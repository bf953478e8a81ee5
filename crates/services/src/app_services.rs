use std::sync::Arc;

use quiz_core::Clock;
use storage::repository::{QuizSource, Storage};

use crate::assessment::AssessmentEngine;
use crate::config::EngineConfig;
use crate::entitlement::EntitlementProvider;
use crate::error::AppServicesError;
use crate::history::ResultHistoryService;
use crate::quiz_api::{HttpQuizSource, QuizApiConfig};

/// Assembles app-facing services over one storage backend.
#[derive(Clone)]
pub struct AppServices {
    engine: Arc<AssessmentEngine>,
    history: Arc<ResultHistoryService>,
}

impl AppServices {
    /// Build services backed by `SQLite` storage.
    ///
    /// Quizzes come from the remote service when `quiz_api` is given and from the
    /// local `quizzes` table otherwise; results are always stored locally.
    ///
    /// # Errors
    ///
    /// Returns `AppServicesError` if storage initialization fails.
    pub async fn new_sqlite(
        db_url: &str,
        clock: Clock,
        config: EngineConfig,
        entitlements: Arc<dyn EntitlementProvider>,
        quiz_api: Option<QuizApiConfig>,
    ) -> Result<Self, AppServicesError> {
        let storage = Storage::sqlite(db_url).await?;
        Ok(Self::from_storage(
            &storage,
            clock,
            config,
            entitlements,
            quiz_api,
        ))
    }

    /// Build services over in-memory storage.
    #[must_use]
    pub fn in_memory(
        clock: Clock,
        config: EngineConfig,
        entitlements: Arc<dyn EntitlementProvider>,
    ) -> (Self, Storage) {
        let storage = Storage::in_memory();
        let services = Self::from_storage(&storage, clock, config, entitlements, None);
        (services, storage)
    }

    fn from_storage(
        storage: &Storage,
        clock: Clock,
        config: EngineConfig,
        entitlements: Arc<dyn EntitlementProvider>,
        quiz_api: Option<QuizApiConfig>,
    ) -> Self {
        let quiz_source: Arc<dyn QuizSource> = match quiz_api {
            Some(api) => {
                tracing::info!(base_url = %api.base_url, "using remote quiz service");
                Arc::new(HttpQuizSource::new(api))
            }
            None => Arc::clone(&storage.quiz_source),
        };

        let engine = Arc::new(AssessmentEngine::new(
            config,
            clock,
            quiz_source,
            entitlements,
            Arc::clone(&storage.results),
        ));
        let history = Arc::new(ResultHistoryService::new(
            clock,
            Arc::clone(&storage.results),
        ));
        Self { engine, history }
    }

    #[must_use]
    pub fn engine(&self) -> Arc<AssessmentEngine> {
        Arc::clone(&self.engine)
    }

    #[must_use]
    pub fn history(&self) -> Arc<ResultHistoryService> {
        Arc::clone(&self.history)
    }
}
=-=-=
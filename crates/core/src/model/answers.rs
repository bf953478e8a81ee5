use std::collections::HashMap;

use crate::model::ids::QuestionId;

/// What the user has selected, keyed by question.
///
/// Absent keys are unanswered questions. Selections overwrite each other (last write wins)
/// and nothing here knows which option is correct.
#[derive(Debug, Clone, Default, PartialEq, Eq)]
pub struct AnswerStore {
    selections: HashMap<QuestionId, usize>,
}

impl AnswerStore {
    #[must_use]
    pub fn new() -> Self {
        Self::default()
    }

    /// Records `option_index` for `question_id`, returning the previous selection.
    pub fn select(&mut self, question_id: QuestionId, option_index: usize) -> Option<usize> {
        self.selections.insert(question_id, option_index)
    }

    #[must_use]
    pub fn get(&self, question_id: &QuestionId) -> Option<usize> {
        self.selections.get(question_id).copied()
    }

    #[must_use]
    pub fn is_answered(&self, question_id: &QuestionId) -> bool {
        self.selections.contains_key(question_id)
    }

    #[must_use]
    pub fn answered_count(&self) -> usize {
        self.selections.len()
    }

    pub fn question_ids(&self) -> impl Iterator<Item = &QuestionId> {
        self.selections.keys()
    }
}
=-=-=
» To do: Taking the entries above, restate exactly those lines that fall between the line with "use std::collections::HashMap;" and the line with "pub fn is_answered(&self, question_id: &QuestionId)", keeping both of those lines too.

» Result below:
use std::collections::HashMap;

use crate::model::ids::QuestionId;

/// What the user has selected, keyed by question.
///
/// Absent keys are unanswered questions. Selections overwrite each other (last write wins)
/// and nothing here knows which option is correct.
#[derive(Debug, Clone, Default, PartialEq, Eq)]
pub struct AnswerStore {
    selections: HashMap<QuestionId, usize>,
}

impl AnswerStore {
    #[must_use]
    pub fn new() -> Self {
        Self::default()
    }

    /// Records `option_index` for `question_id`, returning the previous selection.
    pub fn select(&mut self, question_id: QuestionId, option_index: usize) -> Option<usize> {
        self.selections.insert(question_id, option_index)
    }

    #[must_use]
    pub fn get(&self, question_id: &QuestionId) -> Option<usize> {
        self.selections.get(question_id).copied()
    }

    #[must_use]
    pub fn is_answered(&self, question_id: &QuestionId) -> bool {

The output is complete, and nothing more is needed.